A speech/music discrimination method evaluates the standard deviation between envelope peaks, loudness ratio, and smoothed energy difference. The envelope is searched for peaks above a threshold. The standard deviations of the separations between peaks are calculated. Decreased standard deviation is indicative of speech, higher standard deviation is indicative of non-speech. The ratio between minimum and maximum loudness in recent input signal data frames is calculated. If this ratio corresponds to the dynamic range characteristic of speech, it is another indication that the input signal is speech content. Smoothed energies of the frames from the left and right input channels are computed and compared. Similar (e.g., highly correlated) left and right channel smoothed energies is indicative of speech. Dissimilar (e.g., un-correlated content) left and right channel smoothed energies is indicative of non-speech material. The results of the three tests are compared to make a speech/music decision.
|
1. A method for speech versus non-speech classification, comprising:
receiving a two channel signal;
computing a standard deviation of the separations between peaks in correlated content of the two channel signal;
computing a loudness ratio of minimum and maximum values of recent data frames;
computing a comparison of the energies of the two channels of the two channel signal;
classifying the input signal content as speech or as non-speech based on the standard deviations, the loudness ratio, and the comparison of the energies of the right and left channels;
providing the classification to signal processing for the two channel signal;
processing the two channel signal based on the classification of the two channel signal;
providing the processed signal to at least one transducer;
transducing the two channel signal by the at least one transducer to produce sound waves.

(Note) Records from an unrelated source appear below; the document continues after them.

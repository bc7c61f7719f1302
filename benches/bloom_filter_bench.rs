use criterion::{Criterion, black_box, criterion_group, criterion_main};
use crawlmine::bloom_filter::TokenPreFilter;
use crawlmine::matcher::MatcherLike;
use crawlmine::term::Term;

const UNRELATED: &str = "mix the flour, water and salt, then leave the sourdough to rest overnight \
    before shaping it into a loaf and baking it in a very hot oven for forty minutes.";

fn terms(n: usize) -> Vec<Term> {
    (0..n).map(|i| Term::new(&format!("entity{} name{}", i, i % 113), &format!("Q{}", i))).collect()
}

fn bench_build(c: &mut Criterion) {
    let terms = terms(50_000);
    c.bench_function("prefilter_build_50k", |b| {
        b.iter(|| TokenPreFilter::from_terms(black_box(&terms)))
    });
}

fn bench_reject(c: &mut Criterion) {
    let filter = TokenPreFilter::from_terms(&terms(50_000));
    let page = UNRELATED.repeat(20);
    c.bench_function("prefilter_has_match_unrelated", |b| {
        b.iter(|| filter.has_match(black_box(&page)))
    });
}

criterion_group!(benches, bench_build, bench_reject);
criterion_main!(benches);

9. A method for speech versus music classification, comprising:
receiving a two channel signal;
computing standard deviations of the separations between peaks in correlated content of the two channel signal, comprising:
constructing frames of N samples from the two channel signal;
band-pass filtering the frames of the two channel signal to produce frames of band-pass filtered signals;
processing the frames of band-pass filtered signals to generate frames of correlated signals;
taking absolute values of the frames of correlated signals;
normalizing the absolute values by frame loudness;
computing an envelope of the normalized values;
searching the envelope for peaks above a threshold;
finding standard deviations of the separations between the peaks; and
setting a peak separation flag or score based on the standard deviation;
computing a loudness ratio of the correlated content signal, comprising:
calculating the energy of frames of correlated signals;
weighting the calculated energy by a perceptual loudness filter;
storing the M most recent energy calculations in a buffer;
calculating the ratio between maximum and minimum values in each buffer; and
setting a loudness ratio flag or score based on the loudness ratio;
computing a comparison of the energies of the two channels of the two channel signal, comprising:
computing energies of frames of the left and right input channels;
smoothing the computed energies;
comparing the smoother energies of the right and left channels; and
setting a left-right channel energy score based on the comparison of the smoother energies;
classifying the input signal content as speech or as non-speech based on the peak separation flag or score, the loudness ratio flag or score, and the left-right channel energy flag or score;
providing the classification to signal processing for the two channel signal;
processing the two channel signal based on the classification of the two channel signal;
providing the processed signal to at least one transducer;
transducing the two channel signal by the at least one transducer to produce sound waves.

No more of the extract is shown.